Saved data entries
-.-.-

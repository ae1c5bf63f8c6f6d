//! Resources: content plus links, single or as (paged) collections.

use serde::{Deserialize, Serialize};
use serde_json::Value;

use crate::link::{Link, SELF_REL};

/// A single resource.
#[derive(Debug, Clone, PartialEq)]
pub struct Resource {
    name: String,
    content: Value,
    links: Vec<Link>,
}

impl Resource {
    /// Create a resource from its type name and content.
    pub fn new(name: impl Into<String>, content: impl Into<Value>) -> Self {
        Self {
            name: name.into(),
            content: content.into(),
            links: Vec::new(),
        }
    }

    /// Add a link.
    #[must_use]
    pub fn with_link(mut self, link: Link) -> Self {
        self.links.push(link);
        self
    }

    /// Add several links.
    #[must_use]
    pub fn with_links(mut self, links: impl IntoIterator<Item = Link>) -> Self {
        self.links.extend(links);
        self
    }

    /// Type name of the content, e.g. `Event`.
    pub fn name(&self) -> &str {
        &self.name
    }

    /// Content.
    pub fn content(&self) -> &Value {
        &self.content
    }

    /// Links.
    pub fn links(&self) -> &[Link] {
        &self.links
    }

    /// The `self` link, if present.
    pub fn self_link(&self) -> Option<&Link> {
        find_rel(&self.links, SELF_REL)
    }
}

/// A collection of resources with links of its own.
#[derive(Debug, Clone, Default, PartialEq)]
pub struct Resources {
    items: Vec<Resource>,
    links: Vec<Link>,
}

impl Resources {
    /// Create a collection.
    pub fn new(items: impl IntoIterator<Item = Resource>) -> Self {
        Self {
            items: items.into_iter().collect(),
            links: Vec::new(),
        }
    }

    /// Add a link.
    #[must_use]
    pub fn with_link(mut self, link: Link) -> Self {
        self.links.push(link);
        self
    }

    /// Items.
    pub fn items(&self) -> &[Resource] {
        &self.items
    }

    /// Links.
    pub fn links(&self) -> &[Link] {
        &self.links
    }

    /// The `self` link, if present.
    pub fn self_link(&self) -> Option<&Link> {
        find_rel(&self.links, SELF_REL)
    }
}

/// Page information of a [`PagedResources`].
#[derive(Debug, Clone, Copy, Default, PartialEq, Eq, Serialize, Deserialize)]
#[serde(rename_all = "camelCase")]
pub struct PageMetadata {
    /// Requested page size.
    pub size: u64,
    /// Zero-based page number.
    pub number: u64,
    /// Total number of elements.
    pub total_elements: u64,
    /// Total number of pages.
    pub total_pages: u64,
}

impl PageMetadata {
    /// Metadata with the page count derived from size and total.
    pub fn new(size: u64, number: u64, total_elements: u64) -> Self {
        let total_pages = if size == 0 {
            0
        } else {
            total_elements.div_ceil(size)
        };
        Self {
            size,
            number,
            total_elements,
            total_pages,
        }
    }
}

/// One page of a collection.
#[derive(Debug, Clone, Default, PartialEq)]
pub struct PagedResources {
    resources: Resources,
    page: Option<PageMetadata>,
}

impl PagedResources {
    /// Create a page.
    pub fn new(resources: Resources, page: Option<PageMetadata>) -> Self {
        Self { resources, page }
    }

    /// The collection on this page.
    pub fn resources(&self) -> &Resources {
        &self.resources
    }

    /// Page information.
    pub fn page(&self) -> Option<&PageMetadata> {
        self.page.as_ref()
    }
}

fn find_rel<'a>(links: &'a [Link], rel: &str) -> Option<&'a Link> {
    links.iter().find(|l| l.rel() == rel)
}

-.-.-

# [Required action]
Check each line above for the string "number" and copy every line that has it.

# [Answer for the task]
    /// Zero-based page number.
    pub number: u64,
    /// Total number of elements.
    /// Total number of pages.
    pub fn new(size: u64, number: u64, total_elements: u64) -> Self {
            number,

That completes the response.